Comedian Ali Siddiq warms my heart every time he talks about fatherhood in one of his routines. Even when he jokes about how Father’s Day is WAY down on the list of important holidays, I find myself smiling and cheering him on. Mr. Siddiq loves being a father and he expresses dismay that society devalues fathers and their role in their children’s lives. In “Being a Father,” from “Talking Loud Saying Something, Live at the Improv” Mr. Siddiq states:
“One of the best things in my life is to be a father….I really encourage men to be men and take care of your kids no matter what and I do encourage women to let us take care of our kids.” Mr. Siddiq goes on to talk about how animosity between parents, especially those who are no longer in a relationship with each other, can damage children. “Don’t try to hold my baby hostage against me, you know, that’s stupid. If you hate me that’s fine, but you’re ruining the kid’s life with your drama.”
When my father took ill in my early childhood and had to leave our home, my mother could have stirred up a great deal of drama. She was overwhelmed and lonely. She had three young children to care for and not a whole lot of resources. But at no time in our lives did my mother ever discourage us from having a relationship with our father. But to be honest, we did not seem to want one with him. When he would call, we were reluctant to speak to him. We also did not wish to see him much. That must have hurt him terribly.
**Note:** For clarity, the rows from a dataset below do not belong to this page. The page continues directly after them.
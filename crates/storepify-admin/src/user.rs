//! The authenticated user as seen by the admin

use serde::Serialize;

/// User attached to admin requests by the authentication middleware
#[derive(Debug, Clone, PartialEq, Eq, Serialize)]
pub struct AdminUser {
	pub id: i64,
	pub username: String,
	pub is_staff: bool,
	pub is_active: bool,
}

impl AdminUser {
	/// Whether the user may use the admin at all
	pub fn can_access_admin(&self) -> bool {
		self.is_active && self.is_staff
	}

	/// Stand-in user for sites that do not require staff logins
	pub fn anonymous_staff() -> Self {
		Self {
			id: 0,
			username: "anonymous".into(),
			is_staff: true,
			is_active: true,
		}
	}
}
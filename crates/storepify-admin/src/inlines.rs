//! Child rows edited together with their parent
//!
//! An inline edits rows of a child model that reference the parent through
//! a foreign key. The number of submitted rows is bounded by `min_num` and
//! `max_num`.

use crate::model::ModelMeta;
use serde::{Deserialize, Serialize};
use std::sync::Arc;

/// Default upper bound on inline rows
pub const DEFAULT_MAX_NUM: usize = 1000;

/// Tabular inline configuration
#[derive(Debug, Clone, PartialEq)]
pub struct InlineConfig {
	pub model: Arc<ModelMeta>,
	/// Field on the child model pointing at the parent
	pub fk_field: String,
	pub min_num: usize,
	pub max_num: usize,
	/// Blank rows offered by clients
	pub extra: usize,
	pub autocomplete_fields: Vec<String>,
}

impl InlineConfig {
	/// # Examples
	///
	/// ```
	/// use std::sync::Arc;
	/// use storepify_admin::{FieldDef, InlineConfig, ModelMeta};
	///
	/// let order = Arc::new(ModelMeta::new("store", "order").field(FieldDef::auto_id()));
	/// let item = ModelMeta::new("store", "orderitem")
	/// 	.field(FieldDef::auto_id())
	/// 	.field(FieldDef::foreign_key("order", order));
	///
	/// let inline = InlineConfig::tabular(Arc::new(item), "order").min_num(1).max_num(2);
	/// assert_eq!(inline.prefix(), "orderitem_set");
	/// ```
	pub fn tabular(model: Arc<ModelMeta>, fk_field: impl Into<String>) -> Self {
		Self {
			model,
			fk_field: fk_field.into(),
			min_num: 0,
			max_num: DEFAULT_MAX_NUM,
			extra: 3,
			autocomplete_fields: Vec::new(),
		}
	}

	pub fn min_num(mut self, min_num: usize) -> Self {
		self.min_num = min_num;
		self
	}

	pub fn max_num(mut self, max_num: usize) -> Self {
		self.max_num = max_num;
		self
	}

	pub fn extra(mut self, extra: usize) -> Self {
		self.extra = extra;
		self
	}

	pub fn autocomplete_fields(mut self, fields: &[&str]) -> Self {
		self.autocomplete_fields = fields.iter().map(|f| f.to_string()).collect();
		self
	}

	/// Key under which rows are submitted and errors reported
	pub fn prefix(&self) -> String {
		format!("{}_set", self.model.model_name)
	}

	/// Column on the child table referencing the parent
	pub fn fk_column(&self) -> String {
		self.model
			.get_field(&self.fk_field)
			.map(|f| f.column())
			.unwrap_or_else(|| format!("{}_id", self.fk_field))
	}

	/// Check the number of rows that remain after deletions and additions
	pub fn validate_count(&self, active: usize) -> Result<(), String> {
		if active > self.max_num {
			return Err(format!(
				"Please submit at most {} {}.",
				self.max_num,
				plural_form(self.max_num)
			));
		}
		if active < self.min_num {
			return Err(format!(
				"Please submit at least {} {}.",
				self.min_num,
				plural_form(self.min_num)
			));
		}
		Ok(())
	}
}

fn plural_form(n: usize) -> &'static str {
	if n == 1 { "form" } else { "forms" }
}

/// One submitted child row
#[derive(Debug, Clone, Default, PartialEq, Serialize, Deserialize)]
pub struct InlineRow {
	/// Existing row id; `None` creates a row
	#[serde(default)]
	pub id: Option<i64>,
	#[serde(default)]
	pub values: serde_json::Map<String, serde_json::Value>,
	/// Delete the existing row
	#[serde(default, rename = "DELETE")]
	pub delete: bool,
}

#[cfg(test)]
mod tests {
	use super::*;
	use crate::model::FieldDef;
	use rstest::rstest;

	fn order_items() -> InlineConfig {
		let order = Arc::new(ModelMeta::new("store", "order").field(FieldDef::auto_id()));
		let item = ModelMeta::new("store", "orderitem")
			.field(FieldDef::auto_id())
			.field(FieldDef::foreign_key("order", order));
		InlineConfig::tabular(Arc::new(item), "order")
			.min_num(1)
			.max_num(2)
			.extra(0)
	}

	#[rstest]
	#[case(0, Err("Please submit at least 1 form.".to_string()))]
	#[case(1, Ok(()))]
	#[case(2, Ok(()))]
	#[case(3, Err("Please submit at most 2 forms.".to_string()))]
	fn test_row_count_bounds(#[case] count: usize, #[case] expected: Result<(), String>) {
		assert_eq!(order_items().validate_count(count), expected);
	}

	#[rstest]
	fn test_delete_flag_deserializes() {
		let row: InlineRow = serde_json::from_value(serde_json::json!({"id": 4, "DELETE": true})).unwrap();
		assert_eq!(row.id, Some(4));
		assert!(row.delete);
		assert!(row.values.is_empty());
	}

	#[rstest]
	fn test_fk_column() {
		assert_eq!(order_items().fk_column(), "order_id");
	}
}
As I got older though, I tried harder to include my father in my life. I realized that his illness was not his fault. He was not a bad person for being ill. I visited him regularly and even had him over for holidays. Having a relationship with him was challenging at times. But I knew that my father loved me, no matter what difficulties we faced in the relationship.
I am certain that it pained my father that he could not be in the home with us as we grew up. I remember once he told me that he wanted to have a large family with my mother. Both he and my mother grew up with both parents in the home and lots of siblings. He wanted what he knew and experienced as a child. My father is quite family oriented.
Illness disrupted my relationship with my father. But he was still my father. And it saddens me that he was denied the opportunity to play a bigger role in my life. Because as a father, he has an important role.
Thank you Ali Siddiq for talking about the vital role of fathers. I appreciate your humor, but please keep talking about fathers too. We need them in our lives.
Happy Father’s Day!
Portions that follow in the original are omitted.